//! Type descriptor resolution and the builtin type table.

use crate::datum::Oid;
use crate::error::{PlumeError, Result};
use crate::host::Catalog;

pub const BOOL: Oid = 16;
pub const BYTEA: Oid = 17;
pub const NAME: Oid = 19;
pub const INT8: Oid = 20;
pub const INT2: Oid = 21;
pub const INT4: Oid = 23;
pub const TEXT: Oid = 25;
pub const OID: Oid = 26;
pub const JSON: Oid = 114;
pub const XML: Oid = 142;
pub const FLOAT4: Oid = 700;
pub const FLOAT8: Oid = 701;
pub const UNKNOWN: Oid = 705;
pub const BPCHAR: Oid = 1042;
pub const VARCHAR: Oid = 1043;
pub const DATE: Oid = 1082;
pub const TIMESTAMP: Oid = 1114;
pub const TIMESTAMPTZ: Oid = 1184;
pub const NUMERIC: Oid = 1700;
pub const JSONB: Oid = 3802;
pub const RECORD: Oid = 2249;
pub const ANYARRAY: Oid = 2277;
pub const VOID: Oid = 2278;
pub const TRIGGER: Oid = 2279;
pub const ANYELEMENT: Oid = 2283;
pub const ANYNONARRAY: Oid = 2776;

pub const BOOL_ARRAY: Oid = 1000;
pub const BYTEA_ARRAY: Oid = 1001;
pub const NAME_ARRAY: Oid = 1003;
pub const INT2_ARRAY: Oid = 1005;
pub const INT4_ARRAY: Oid = 1007;
pub const TEXT_ARRAY: Oid = 1009;
pub const BPCHAR_ARRAY: Oid = 1014;
pub const VARCHAR_ARRAY: Oid = 1015;
pub const INT8_ARRAY: Oid = 1016;
pub const FLOAT4_ARRAY: Oid = 1021;
pub const FLOAT8_ARRAY: Oid = 1022;
pub const OID_ARRAY: Oid = 1028;
pub const JSON_ARRAY: Oid = 199;
pub const XML_ARRAY: Oid = 143;
pub const DATE_ARRAY: Oid = 1182;
pub const TIMESTAMP_ARRAY: Oid = 1115;
pub const TIMESTAMPTZ_ARRAY: Oid = 1185;
pub const NUMERIC_ARRAY: Oid = 1231;
pub const JSONB_ARRAY: Oid = 3807;
pub const RECORD_ARRAY: Oid = 2287;

#[derive(Copy, Clone, Debug, Eq, PartialEq)]
pub enum TypeCategory {
    Scalar,
    Array,
    Composite,
    Pseudo,
}

/// Catalog entry for one type.
#[derive(Clone, Debug, PartialEq)]
pub struct TypeInfo {
    pub oid: Oid,
    pub name: String,
    pub category: TypeCategory,
    pub element: Option<Oid>,
    pub array_type: Option<Oid>,
    /// Fixed width in bytes, or -1 for variable length.
    pub len: i16,
    pub by_value: bool,
    pub align: char,
}

#[derive(Clone, Debug, PartialEq)]
pub struct TypeDescriptor {
    pub type_id: Oid,
    pub element_type: Option<Oid>,
    pub category: TypeCategory,
    pub storage_width: i16,
    pub pass_by_value: bool,
    pub alignment: char,
}

#[derive(Clone, Debug, PartialEq)]
pub struct Attribute {
    pub name: String,
    pub type_id: Oid,
    pub dropped: bool,
}

impl Attribute {
    pub fn new(name: impl Into<String>, type_id: Oid) -> Self {
        Self {
            name: name.into(),
            type_id,
            dropped: false,
        }
    }
}

/// Column layout of a composite type or an anonymous record.
#[derive(Clone, Debug, PartialEq)]
pub struct RowDescriptor {
    pub type_id: Oid,
    pub attributes: Vec<Attribute>,
}

impl RowDescriptor {
    pub fn new(type_id: Oid, attributes: Vec<Attribute>) -> Self {
        Self {
            type_id,
            attributes,
        }
    }

    pub fn live_attributes(&self) -> impl Iterator<Item = (usize, &Attribute)> {
        self.attributes
            .iter()
            .enumerate()
            .filter(|(_, attr)| !attr.dropped)
    }

    pub fn has_column(&self, name: &str) -> bool {
        self.live_attributes().any(|(_, attr)| attr.name == name)
    }
}

struct Builtin {
    oid: Oid,
    name: &'static str,
    len: i16,
    by_value: bool,
    align: char,
    array: Oid,
}

const BUILTINS: &[Builtin] = &[
    Builtin { oid: BOOL, name: "bool", len: 1, by_value: true, align: 'c', array: BOOL_ARRAY },
    Builtin { oid: BYTEA, name: "bytea", len: -1, by_value: false, align: 'i', array: BYTEA_ARRAY },
    Builtin { oid: NAME, name: "name", len: 64, by_value: false, align: 'c', array: NAME_ARRAY },
    Builtin { oid: INT8, name: "int8", len: 8, by_value: true, align: 'd', array: INT8_ARRAY },
    Builtin { oid: INT2, name: "int2", len: 2, by_value: true, align: 's', array: INT2_ARRAY },
    Builtin { oid: INT4, name: "int4", len: 4, by_value: true, align: 'i', array: INT4_ARRAY },
    Builtin { oid: TEXT, name: "text", len: -1, by_value: false, align: 'i', array: TEXT_ARRAY },
    Builtin { oid: OID, name: "oid", len: 4, by_value: true, align: 'i', array: OID_ARRAY },
    Builtin { oid: JSON, name: "json", len: -1, by_value: false, align: 'i', array: JSON_ARRAY },
    Builtin { oid: XML, name: "xml", len: -1, by_value: false, align: 'i', array: XML_ARRAY },
    Builtin { oid: FLOAT4, name: "float4", len: 4, by_value: true, align: 'i', array: FLOAT4_ARRAY },
    Builtin { oid: FLOAT8, name: "float8", len: 8, by_value: true, align: 'd', array: FLOAT8_ARRAY },
    Builtin { oid: BPCHAR, name: "bpchar", len: -1, by_value: false, align: 'i', array: BPCHAR_ARRAY },
    Builtin { oid: VARCHAR, name: "varchar", len: -1, by_value: false, align: 'i', array: VARCHAR_ARRAY },
    Builtin { oid: DATE, name: "date", len: 4, by_value: true, align: 'i', array: DATE_ARRAY },
    Builtin { oid: TIMESTAMP, name: "timestamp", len: 8, by_value: true, align: 'd', array: TIMESTAMP_ARRAY },
    Builtin { oid: TIMESTAMPTZ, name: "timestamptz", len: 8, by_value: true, align: 'd', array: TIMESTAMPTZ_ARRAY },
    Builtin { oid: NUMERIC, name: "numeric", len: -1, by_value: false, align: 'i', array: NUMERIC_ARRAY },
    Builtin { oid: JSONB, name: "jsonb", len: -1, by_value: false, align: 'i', array: JSONB_ARRAY },
];

const PSEUDO: &[(Oid, &str)] = &[
    (UNKNOWN, "unknown"),
    (RECORD, "record"),
    (ANYARRAY, "anyarray"),
    (VOID, "void"),
    (TRIGGER, "trigger"),
    (ANYELEMENT, "anyelement"),
    (ANYNONARRAY, "anynonarray"),
];

const ALIASES: &[(&str, &str)] = &[
    ("boolean", "bool"),
    ("smallint", "int2"),
    ("integer", "int4"),
    ("int", "int4"),
    ("bigint", "int8"),
    ("real", "float4"),
    ("double precision", "float8"),
    ("float", "float8"),
    ("decimal", "numeric"),
    ("character varying", "varchar"),
    ("character", "bpchar"),
    ("char", "bpchar"),
    ("timestamp without time zone", "timestamp"),
    ("timestamp with time zone", "timestamptz"),
];

/// Builtin catalog entry, including the `_name` array types and pseudo-types.
pub fn builtin_type(oid: Oid) -> Option<TypeInfo> {
    if let Some(entry) = BUILTINS.iter().find(|entry| entry.oid == oid) {
        return Some(TypeInfo {
            oid,
            name: entry.name.to_string(),
            category: TypeCategory::Scalar,
            element: None,
            array_type: Some(entry.array),
            len: entry.len,
            by_value: entry.by_value,
            align: entry.align,
        });
    }
    if let Some(entry) = BUILTINS.iter().find(|entry| entry.array == oid) {
        return Some(TypeInfo {
            oid,
            name: format!("_{}", entry.name),
            category: TypeCategory::Array,
            element: Some(entry.oid),
            array_type: None,
            len: -1,
            by_value: false,
            align: if entry.align == 'd' { 'd' } else { 'i' },
        });
    }
    if oid == RECORD_ARRAY {
        return Some(TypeInfo {
            oid,
            name: "_record".to_string(),
            category: TypeCategory::Array,
            element: Some(RECORD),
            array_type: None,
            len: -1,
            by_value: false,
            align: 'd',
        });
    }
    PSEUDO
        .iter()
        .find(|(pseudo, _)| *pseudo == oid)
        .map(|(oid, name)| TypeInfo {
            oid: *oid,
            name: name.to_string(),
            category: TypeCategory::Pseudo,
            element: None,
            array_type: if *oid == RECORD { Some(RECORD_ARRAY) } else { None },
            len: -1,
            by_value: false,
            align: 'd',
        })
}

/// Resolves a builtin type name such as `integer`, `varchar(20)` or `text[]`.
pub fn builtin_type_by_name(name: &str) -> Option<Oid> {
    let (base, array_depth) = split_type_name(name);
    let canonical = ALIASES
        .iter()
        .find(|(alias, _)| *alias == base)
        .map(|(_, canonical)| *canonical)
        .unwrap_or(base.as_str());
    let scalar = BUILTINS
        .iter()
        .find(|entry| entry.name == canonical)
        .map(|entry| entry.oid)
        .or_else(|| {
            PSEUDO
                .iter()
                .find(|(_, pseudo)| *pseudo == canonical)
                .map(|(oid, _)| *oid)
        })?;
    match array_depth {
        0 => Some(scalar),
        _ => array_type_of(scalar),
    }
}

pub fn array_type_of(element: Oid) -> Option<Oid> {
    builtin_type(element).and_then(|info| info.array_type)
}

/// Lower-cases, strips a type modifier and counts trailing `[]` pairs.
pub fn split_type_name(name: &str) -> (String, usize) {
    let mut base = name.trim().to_ascii_lowercase();
    let mut depth = 0;
    while let Some(stripped) = base.strip_suffix("[]") {
        base = stripped.trim_end().to_string();
        depth += 1;
    }
    if let Some(open) = base.find('(') {
        base.truncate(open);
    }
    let collapsed = base.split_whitespace().collect::<Vec<_>>().join(" ");
    (collapsed, depth)
}

pub fn is_polymorphic(type_id: Oid) -> bool {
    matches!(type_id, ANYELEMENT | ANYARRAY | ANYNONARRAY)
}

/// Resolves `type_id` to a descriptor; `record` requires the caller's row descriptor.
pub fn resolve<C: Catalog + ?Sized>(
    catalog: &C,
    type_id: Oid,
    row: Option<&RowDescriptor>,
) -> Result<TypeDescriptor> {
    if type_id == RECORD {
        let Some(row) = row else {
            return Err(PlumeError::type_resolution(
                type_id,
                "record type has not been assigned a row descriptor",
            ));
        };
        return Ok(TypeDescriptor {
            type_id: row.type_id,
            element_type: None,
            category: TypeCategory::Composite,
            storage_width: -1,
            pass_by_value: false,
            alignment: 'd',
        });
    }
    let info = catalog
        .type_info(type_id)
        .map_err(|err| PlumeError::type_resolution(type_id, err.message))?;
    if info.category != TypeCategory::Array {
        return Ok(TypeDescriptor {
            type_id,
            element_type: None,
            category: info.category,
            storage_width: info.len,
            pass_by_value: info.by_value,
            alignment: info.align,
        });
    }
    let Some(element) = info.element else {
        return Err(PlumeError::type_resolution(
            type_id,
            "could not determine array element type",
        ));
    };
    let element_info = catalog
        .type_info(element)
        .map_err(|err| PlumeError::type_resolution(element, err.message))?;
    if element_info.category == TypeCategory::Array {
        return Err(PlumeError::type_resolution(
            type_id,
            "array element type is itself an array",
        ));
    }
    Ok(TypeDescriptor {
        type_id,
        element_type: Some(element),
        category: TypeCategory::Array,
        storage_width: element_info.len,
        pass_by_value: element_info.by_value,
        alignment: element_info.align,
    })
}

#[cfg(test)]
mod tests {
    use super::*;

    #[test]
    fn type_names_accept_aliases_modifiers_and_arrays() {
        assert_eq!(builtin_type_by_name("integer"), Some(INT4));
        assert_eq!(builtin_type_by_name(" Double   Precision "), Some(FLOAT8));
        assert_eq!(builtin_type_by_name("varchar(20)"), Some(VARCHAR));
        assert_eq!(builtin_type_by_name("text[]"), Some(TEXT_ARRAY));
        assert_eq!(builtin_type_by_name("bigint []"), Some(INT8_ARRAY));
        assert_eq!(builtin_type_by_name("trigger"), Some(TRIGGER));
        assert_eq!(builtin_type_by_name("point"), None);
    }

    #[test]
    fn builtin_arrays_point_at_their_elements() {
        let info = builtin_type(INT4_ARRAY).expect("int4[] is builtin");
        assert_eq!(info.category, TypeCategory::Array);
        assert_eq!(info.element, Some(INT4));
        assert_eq!(info.name, "_int4");
        assert_eq!(array_type_of(TEXT), Some(TEXT_ARRAY));
        assert_eq!(builtin_type(RECORD).map(|info| info.category), Some(TypeCategory::Pseudo));
    }
}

◇ ◇ ◇ ◇ ◇ ◇ ◇

[Your objective] A single number is the expected answer: how many lines of the entries contain "bigint".

[Output] 2